*** Opening GIVEN INFORMATION ***

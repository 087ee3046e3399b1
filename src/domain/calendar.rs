// ==========================================
// 蛋鸡场运营 ERP - 日历工具
// ==========================================
// 月份键格式: YYYY-MM (operating_cost / monthly_payroll 的主键口径)
// ==========================================

use chrono::{Datelike, NaiveDate};

/// 日期格式
pub const DATE_FORMAT: &str = "%Y-%m-%d";

/// 日期所属月份键 (YYYY-MM)
pub fn month_key(date: NaiveDate) -> String {
    format!("{:04}-{:02}", date.year(), date.month())
}

/// 解析月份键
///
/// # 返回
/// - Some(月初日期)
/// - None: 格式错误
pub fn parse_month_key(month: &str) -> Option<NaiveDate> {
    let (y, m) = month.trim().split_once('-')?;
    if y.len() != 4 || m.len() != 2 {
        return None;
    }
    let year = y.parse::<i32>().ok()?;
    let month = m.parse::<u32>().ok()?;
    NaiveDate::from_ymd_opt(year, month, 1)
}

/// 当月天数
pub fn days_in_month(date: NaiveDate) -> u32 {
    let (next_year, next_month) = if date.month() == 12 {
        (date.year() + 1, 1)
    } else {
        (date.year(), date.month() + 1)
    };
    NaiveDate::from_ymd_opt(next_year, next_month, 1)
        .and_then(|first_of_next| first_of_next.pred_opt())
        .map(|last| last.day())
        .unwrap_or(30)
}

/// 月份的首日与末日
pub fn month_bounds(first_day: NaiveDate) -> (NaiveDate, NaiveDate) {
    let first = first_day.with_day(1).unwrap_or(first_day);
    let last = first
        .with_day(days_in_month(first))
        .unwrap_or(first);
    (first, last)
}

/// 解析 YYYY-MM-DD
pub fn parse_date(value: &str) -> Option<NaiveDate> {
    NaiveDate::parse_from_str(value.trim(), DATE_FORMAT).ok()
}
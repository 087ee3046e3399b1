// ==========================================
// 蛋鸡场运营 ERP - 导入层
// ==========================================
// 职责: 外部 CSV 文件 → 生产日志
// 流程: 解析 → 逐行校验 → 写入, 坏行记入报告不中断
// ==========================================

pub mod daily_log_csv;
pub mod error;

pub use daily_log_csv::{DailyLogCsvImporter, DailyLogImportReport, RowIssue};
pub use error::{ImportError, ImportResult};
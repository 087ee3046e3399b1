// ==========================================
// 蛋鸡场运营 ERP - API 层
// ==========================================
// 职责: 参数校验 + 调用引擎/仓储, 供 CLI 或上层服务调用
// ==========================================

pub mod activity_api;
pub mod alert_api;
pub mod cost_api;
pub mod error;
pub mod params;
pub mod payroll_api;

// 重导出核心类型
pub use activity_api::ActivityApi;
pub use alert_api::AlertApi;
pub use cost_api::CostApi;
pub use error::{ApiError, ApiResult};
pub use payroll_api::PayrollApi;
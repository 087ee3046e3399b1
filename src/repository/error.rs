// ==========================================
// 蛋鸡场运营 ERP - 仓储层错误类型
// ==========================================
// 工具: thiserror 派生宏
// ==========================================

use thiserror::Error;

/// 仓储层错误类型
#[derive(Error, Debug)]
pub enum RepositoryError {
    // ===== 数据库错误 =====
    #[error("记录未找到: {entity} with id={id}")]
    NotFound { entity: String, id: String },

    #[error("数据库连接失败: {0}")]
    DatabaseConnectionError(String),

    #[error("数据库锁获取失败: {0}")]
    LockError(String),

    #[error("数据库事务失败: {0}")]
    DatabaseTransactionError(String),

    #[error("数据库查询失败: {0}")]
    DatabaseQueryError(String),

    #[error("唯一约束违反: {0}")]
    UniqueConstraintViolation(String),

    #[error("外键约束违反: {0}")]
    ForeignKeyViolation(String),

    // ===== 数据质量错误 =====
    #[error("数据验证失败: {0}")]
    ValidationError(String),

    #[error("字段值错误 (field={field}): {message}")]
    FieldValueError { field: String, message: String },

    // ===== 通用错误 =====
    #[error("内部错误: {0}")]
    InternalError(String),

    #[error(transparent)]
    Other(#[from] anyhow::Error),
}

// 实现 From<rusqlite::Error>
impl From<rusqlite::Error> for RepositoryError {
    fn from(err: rusqlite::Error) -> Self {
        match err {
            rusqlite::Error::SqliteFailure(_, Some(msg)) => {
                if msg.contains("UNIQUE") {
                    RepositoryError::UniqueConstraintViolation(msg)
                } else if msg.contains("FOREIGN KEY") {
                    RepositoryError::ForeignKeyViolation(msg)
                } else {
                    RepositoryError::DatabaseQueryError(msg)
                }
            }
            rusqlite::Error::QueryReturnedNoRows => RepositoryError::NotFound {
                entity: "Unknown".to_string(),
                id: "Unknown".to_string(),
            },
            rusqlite::Error::FromSqlConversionFailure(idx, _, source) => {
                RepositoryError::FieldValueError {
                    field: format!("column#{}", idx),
                    message: source.to_string(),
                }
            }
            _ => RepositoryError::DatabaseQueryError(err.to_string()),
        }
    }
}

/// Result 类型别名
pub type RepositoryResult<T> = Result<T, RepositoryError>;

*** Closing GIVEN INFORMATION ***

▸ **WHAT IS REQUIRED**:
Your answer should be one number: how many lines of the records hold "trim".

▸ **OUTPUT FOR THIS TASK**:
2